The ancient Iranian medicine was combined by different medical traditions from Greece, Egypt, India, and China for more than 4000 years. TIM consists of the sum total of all the knowledge and practices used in diagnosis, prevention, and elimination in Persia from ancient times to present. There is information and data in Traditional Iranian documents or books about medicinal herbs which are used by TIM scientists for the treatment of epilepsy [4].

In this study, we reviewed the herbal treatments for epilepsy mentioned by TIM documents and text and compared them with the recent scientific literature.

2. Materials and Methods

In this paper, we reviewed the most important ancient Herbal treatments for epilepsy mentioned by the most famous TIM books like Makhzan, Tohfeh, Tebe Akbari, and Moalejate Aghili, and considered this medicinal herbs as the key words for the next step of our study [58]. Then electronic databases including PubMed, Scopus, ScienceDirect, and Google Scholar were searched for each of the plants in TIM plus epilepsy, anticonvulsant, or seizure as the keywords. These results revealed new scientific findings in modern medicine about the TIM recommendations for epilepsy in order to design future scientific studies based on the suggested herbal therapies for epilepsy.

3. Results

There are some medicinal plants which were used in TIM for the treatment of epilepsy. The results showed that there are scientific evidences for antiepileptic effects of some of these plants in the literature (Table 1).

tab1
Table 1: Anticonvulsant studies of the efficacy of medicinal plants in TIM.
3.1. Modern Evidence for the Efficacy of Medicinal Plants in TIM Used for the Treatment of Epilepsy
3.1.1. Terminalia chebula

“Halile siah” is the black fruit of Terminalia chebula which has been used in TIM for the treatment of epilepsy. The anticonvulsant activity of the ethanolic extract of Terminalia chebula (200 and 500 mg/kg p.o.) was investigated in albino mice by the use of maximum electroshock seizure (MES) test, pentylenetetrazole (PTZ), and picrotoxin test.

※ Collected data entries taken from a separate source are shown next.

use axum::{
    extract::{Path, State},
    Json,
};
use axum_extra::extract::Query;
use std::sync::Arc;
use tracing::{debug, info, instrument};

use crate::db::DbPool;
use crate::dto::{AccessibilityQuery, CompleteLessonDto, SubmitPreAssessmentDto};
use crate::engine::progression::{self, CourseAccessibility, PreAssessmentOutcome};
use crate::errors::ApiError;

/// Handler for marking a lesson completed
///
/// This function handles POST requests to `/lessons/{id}/complete`.
///
/// ### Arguments
///
/// * `pool` - The database connection pool
/// * `lesson_id` - The ID of the lesson, extracted from the URL path
/// * `payload` - The request payload naming the student
///
/// ### Returns
///
/// An empty JSON object on success
#[instrument(skip(pool, payload), fields(lesson_id = %lesson_id))]
pub async fn complete_lesson_handler(
    State(pool): State<Arc<DbPool>>,
    Path(lesson_id): Path<String>,
    Json(payload): Json<CompleteLessonDto>,
) -> Result<Json<serde_json::Value>, ApiError> {
    info!("Completing lesson for user {}", payload.user_id);

    progression::complete_lesson(&pool, &payload.user_id, &lesson_id)?;

    Ok(Json(serde_json::json!({})))
}

/// Handler for submitting a module pre-assessment
///
/// This function handles POST requests to
/// `/courses/{course_id}/modules/{module_id}/pre-assessment`.
///
/// ### Arguments
///
/// * `pool` - The database connection pool
/// * `course_id`, `module_id` - Extracted from the URL path
/// * `payload` - The student ID and their sparse answer map
///
/// ### Returns
///
/// The grading outcome as JSON
#[instrument(skip(pool, payload), fields(course_id = %course_id, module_id = %module_id))]
pub async fn submit_pre_assessment_handler(
    State(pool): State<Arc<DbPool>>,
    Path((course_id, module_id)): Path<(String, String)>,
    Json(payload): Json<SubmitPreAssessmentDto>,
) -> Result<Json<PreAssessmentOutcome>, ApiError> {
    info!("Grading pre-assessment for user {}", payload.user_id);

    let outcome = progression::submit_pre_assessment(
        &pool,
        &payload.user_id,
        &module_id,
        &course_id,
        &payload.answers,
    )?;

    Ok(Json(outcome))
}

/// Handler for the course accessibility view
///
/// This function handles GET requests to
/// `/courses/{id}/accessibility?user_id=`.
///
/// ### Arguments
///
/// * `pool` - The database connection pool
/// * `course_id` - The ID of the course, extracted from the URL path
/// * `query` - The student whose view to compute
///
/// ### Returns
///
/// The per-module, per-lesson accessibility view as JSON
#[instrument(skip(pool, query), fields(course_id = %course_id))]
pub async fn get_accessibility_handler(
    State(pool): State<Arc<DbPool>>,
    Path(course_id): Path<String>,
    Query(query): Query<AccessibilityQuery>,
) -> Result<Json<CourseAccessibility>, ApiError> {
    debug!("Computing accessibility view for user {}", query.user_id);

    let view = progression::get_accessibility(&pool, &query.user_id, &course_id)?;

    Ok(Json(view))
}
use axum::{
    extract::{Path, State},
    Json,
};
use std::sync::Arc;
use tracing::{info, instrument};

use crate::db::DbPool;
use crate::engine::eligibility::{self, PromotionOutcome};
use crate::errors::ApiError;

/// Handler for recomputing a course's group
///
/// This function handles POST requests to `/courses/{id}/sync-group`.
/// Meant to be called after any change to the course's eligibility rule.
///
/// ### Arguments
///
/// * `pool` - The database connection pool
/// * `course_id` - The ID of the course, extracted from the URL path
///
/// ### Returns
///
/// The resulting member count as JSON; 0 when the course no longer exists
#[instrument(skip(pool), fields(course_id = %course_id))]
pub async fn sync_course_group_handler(
    State(pool): State<Arc<DbPool>>,
    Path(course_id): Path<String>,
) -> Result<Json<serde_json::Value>, ApiError> {
    info!("Syncing course group");

    let members = eligibility::sync_course_group(&pool, &course_id)?;

    Ok(Json(serde_json::json!({ "members": members })))
}

/// Handler for re-deriving a student's group memberships
///
/// This function handles POST requests to `/users/{id}/sync-groups`.
/// Meant to be called after any change to the student's degree or semester.
///
/// ### Arguments
///
/// * `pool` - The database connection pool
/// * `user_id` - The ID of the student, extracted from the URL path
///
/// ### Returns
///
/// An empty JSON object; a missing or non-student user is a silent no-op
#[instrument(skip(pool), fields(user_id = %user_id))]
pub async fn sync_student_groups_handler(
    State(pool): State<Arc<DbPool>>,
    Path(user_id): Path<String>,
) -> Result<Json<serde_json::Value>, ApiError> {
    info!("Syncing student groups");

    eligibility::sync_student_groups(&pool, &user_id)?;

    Ok(Json(serde_json::json!({})))
}

/// Handler for promoting a student to the next semester
///
/// This function handles POST requests to `/users/{id}/promote`.
///
/// ### Arguments
///
/// * `pool` - The database connection pool
/// * `user_id` - The ID of the student, extracted from the URL path
///
/// ### Returns
///
/// The promotion outcome (new semester) as JSON
#[instrument(skip(pool), fields(user_id = %user_id))]
pub async fn promote_student_handler(
    State(pool): State<Arc<DbPool>>,
    Path(user_id): Path<String>,
) -> Result<Json<PromotionOutcome>, ApiError> {
    info!("Promoting student");

    let outcome = eligibility::promote_student(&pool, &user_id)?;

    Ok(Json(outcome))
}

#[cfg(test)]
mod tests {
    use super::*;
    use crate::models::{Degree, Role};
    use crate::repo::{self, tests::setup_test_db};

    #[tokio::test]
    async fn test_sync_course_group_handler_missing_course() {
        let pool = setup_test_db();

        let body = sync_course_group_handler(State(pool.clone()), Path("nope".to_string()))
            .await
            .unwrap()
            .0;

        assert_eq!(body["members"], 0);
    }

    #[tokio::test]
    async fn test_promote_student_handler() {
        let pool = setup_test_db();
        let user = repo::create_user(
            &pool,
            "p@example.edu".to_string(),
            "P".to_string(),
            Role::Student,
            Degree::Bscs,
            3,
        )
        .unwrap();

        let outcome = promote_student_handler(State(pool.clone()), Path(user.get_id()))
            .await
            .unwrap()
            .0;

        assert_eq!(outcome.semester, 4);
    }
}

The findings of the study revealed that the ethanolic extract of Terminalia chebula significantly reduced the duration of seizures induced by MES. The ethanol extract in doses of 200 and 500 mg/kg conferred protection (17 and 50%, resp.) on the mice. The same doses also protected animals from PTZ-induced tonic seizures and significantly delayed the onset of tonic seizures produced by picrotoxin. So the ethanolic extract of Terminalia chebula possesses anticonvulsant activity in mice [9].

3.1.2. Pimpinella anisum

Anisun is a traditional name of Pimpinella anisum seeds that has been used for the treatment of epilepsy in TIM. The seeds (fruits) of this plant have been studied for anticonvulsant activity. The effects of an essential oil of the fruits of Pimpinella anisum against seizures induced by PTZ or MES were investigated in male mice. The essential oil suppressed hind limb tonic extensions (HLTE) and mortality in PTZ-induced seizure (ED50 = 0.52 mL/Kg) and MES-induced seizure (ED50 = 0.2 mL/Kg). It also elevated the threshold of PTZ-induced clonic convulsions in mice [14]. Also the methanolic extract of the anise seeds in doses of 12.5–400 mg/Kg was investigated for anticonvulsant activity in mice using Picrotoxin model. The results revealed that the extract showed a significant anticonvulsant activity in a dose of 200 mg/Kg compared to the control groups [15]. In another study antiseizure and antihypoxia effects of anise oil were studied on PTZ model and neuronal hypoxia induced by oxygen withdrawal as well as on the production of dark neurons and induction of long-term potentiation (LTP) in vivo and in vitro experimental models of rat brain. Anise oil significantly prolonged the latency of seizure attacks and reduced the amplitude and duration of epileptiform burst discharges induced by the injection of PTZ. In addition, anise oil significantly inhibited the production of dark neurons in different regions of the brain in epileptic rats. Anise oil also significantly enhanced the duration of the appearance of anoxic terminal negativity induced by oxygen withdrawal and inhibited the induction of LTP in hippocampal slices. So this study indicates anticonvulsant and neuroprotective effects of anise oil [16, 17].

3.1.3. Anacyclus pyrehrun

Anacyclus pyrethrum, known as “Agher Gherha” in TIM, is another drug used in TIM for the treatment of epilepsy and seizure. In a study by Zaidi et al. anticonvulsant, antioxidant, and neuropharmacological activities of the chloroform fraction of Anacyclus pyrethrum roots at a dose range of 100–800 mg/kg (i.p.) were evaluated in mice. PTZ and increasing current electroshock (ICES) models were used. The chloroform fraction significantly ( ) delayed the onset of PTZ-induced seizures. ICES test results significantly increased the seizure threshold. This fraction also causes a reduction in the formation of lipid peroxidation products but did not show antianxiety and antidepressant effects. The results indicate potential antiseizure activity of chloroform fraction of Anacyclus pyrethrum root extract along with additional neuropharmacological effects [10].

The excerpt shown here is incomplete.